[Supplied information]
══════════════════════════════

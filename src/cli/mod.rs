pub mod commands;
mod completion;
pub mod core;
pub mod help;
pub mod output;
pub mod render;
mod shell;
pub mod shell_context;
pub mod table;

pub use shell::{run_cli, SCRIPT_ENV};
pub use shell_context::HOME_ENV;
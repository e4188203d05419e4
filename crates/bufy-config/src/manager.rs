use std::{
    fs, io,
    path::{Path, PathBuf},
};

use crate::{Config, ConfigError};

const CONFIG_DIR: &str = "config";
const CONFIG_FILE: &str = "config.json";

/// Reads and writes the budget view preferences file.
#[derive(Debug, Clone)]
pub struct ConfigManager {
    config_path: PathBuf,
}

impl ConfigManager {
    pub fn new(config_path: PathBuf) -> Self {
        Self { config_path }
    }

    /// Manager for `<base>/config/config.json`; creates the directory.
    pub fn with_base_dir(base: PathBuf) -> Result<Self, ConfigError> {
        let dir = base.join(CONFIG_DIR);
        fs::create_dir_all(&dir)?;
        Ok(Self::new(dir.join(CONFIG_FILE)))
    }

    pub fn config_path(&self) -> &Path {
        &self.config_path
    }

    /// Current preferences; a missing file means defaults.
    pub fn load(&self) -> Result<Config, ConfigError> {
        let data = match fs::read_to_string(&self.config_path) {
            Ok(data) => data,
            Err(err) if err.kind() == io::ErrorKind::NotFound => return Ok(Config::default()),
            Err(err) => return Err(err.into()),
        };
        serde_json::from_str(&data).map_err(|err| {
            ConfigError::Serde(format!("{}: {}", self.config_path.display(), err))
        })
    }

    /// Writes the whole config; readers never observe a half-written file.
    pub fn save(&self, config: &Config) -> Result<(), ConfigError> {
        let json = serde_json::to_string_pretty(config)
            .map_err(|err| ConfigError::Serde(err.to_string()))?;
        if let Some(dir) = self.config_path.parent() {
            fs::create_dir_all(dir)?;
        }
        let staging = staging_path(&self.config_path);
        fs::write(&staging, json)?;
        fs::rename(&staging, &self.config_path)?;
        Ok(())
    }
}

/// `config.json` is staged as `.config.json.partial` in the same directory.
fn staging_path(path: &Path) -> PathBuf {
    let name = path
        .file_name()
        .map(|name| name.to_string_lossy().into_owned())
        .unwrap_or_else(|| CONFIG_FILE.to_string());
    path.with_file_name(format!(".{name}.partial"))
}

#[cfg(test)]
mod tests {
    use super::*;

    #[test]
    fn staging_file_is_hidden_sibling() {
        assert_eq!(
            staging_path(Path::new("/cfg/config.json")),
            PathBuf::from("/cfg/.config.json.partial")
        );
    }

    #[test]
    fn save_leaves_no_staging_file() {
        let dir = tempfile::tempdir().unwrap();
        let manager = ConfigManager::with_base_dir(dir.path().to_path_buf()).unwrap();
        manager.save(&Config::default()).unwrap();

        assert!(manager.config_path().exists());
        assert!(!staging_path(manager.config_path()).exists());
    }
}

══════════════════════════════

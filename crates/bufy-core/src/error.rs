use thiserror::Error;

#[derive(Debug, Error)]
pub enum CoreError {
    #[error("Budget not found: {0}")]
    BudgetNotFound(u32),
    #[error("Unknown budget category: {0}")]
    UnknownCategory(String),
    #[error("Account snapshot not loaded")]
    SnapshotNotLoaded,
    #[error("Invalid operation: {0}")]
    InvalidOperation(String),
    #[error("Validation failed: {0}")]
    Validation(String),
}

══════════════════════════════

[Required work]
The output should be exactly the lines above from the line containing "pub mod render;" to the line containing "Err(err) if err.kind()", inclusive, with no other lines.

[Finished task]
pub mod render;
mod shell;
pub mod shell_context;
pub mod table;

pub use shell::{run_cli, SCRIPT_ENV};
pub use shell_context::HOME_ENV;
repository e4188203d05419e4
filename crates/bufy-config/src/manager.rs
use std::{
    fs, io,
    path::{Path, PathBuf},
};

use crate::{Config, ConfigError};

const CONFIG_DIR: &str = "config";
const CONFIG_FILE: &str = "config.json";

/// Reads and writes the budget view preferences file.
#[derive(Debug, Clone)]
pub struct ConfigManager {
    config_path: PathBuf,
}

impl ConfigManager {
    pub fn new(config_path: PathBuf) -> Self {
        Self { config_path }
    }

    /// Manager for `<base>/config/config.json`; creates the directory.
    pub fn with_base_dir(base: PathBuf) -> Result<Self, ConfigError> {
        let dir = base.join(CONFIG_DIR);
        fs::create_dir_all(&dir)?;
        Ok(Self::new(dir.join(CONFIG_FILE)))
    }

    pub fn config_path(&self) -> &Path {
        &self.config_path
    }

    /// Current preferences; a missing file means defaults.
    pub fn load(&self) -> Result<Config, ConfigError> {
        let data = match fs::read_to_string(&self.config_path) {
            Ok(data) => data,
            Err(err) if err.kind() == io::ErrorKind::NotFound => return Ok(Config::default()),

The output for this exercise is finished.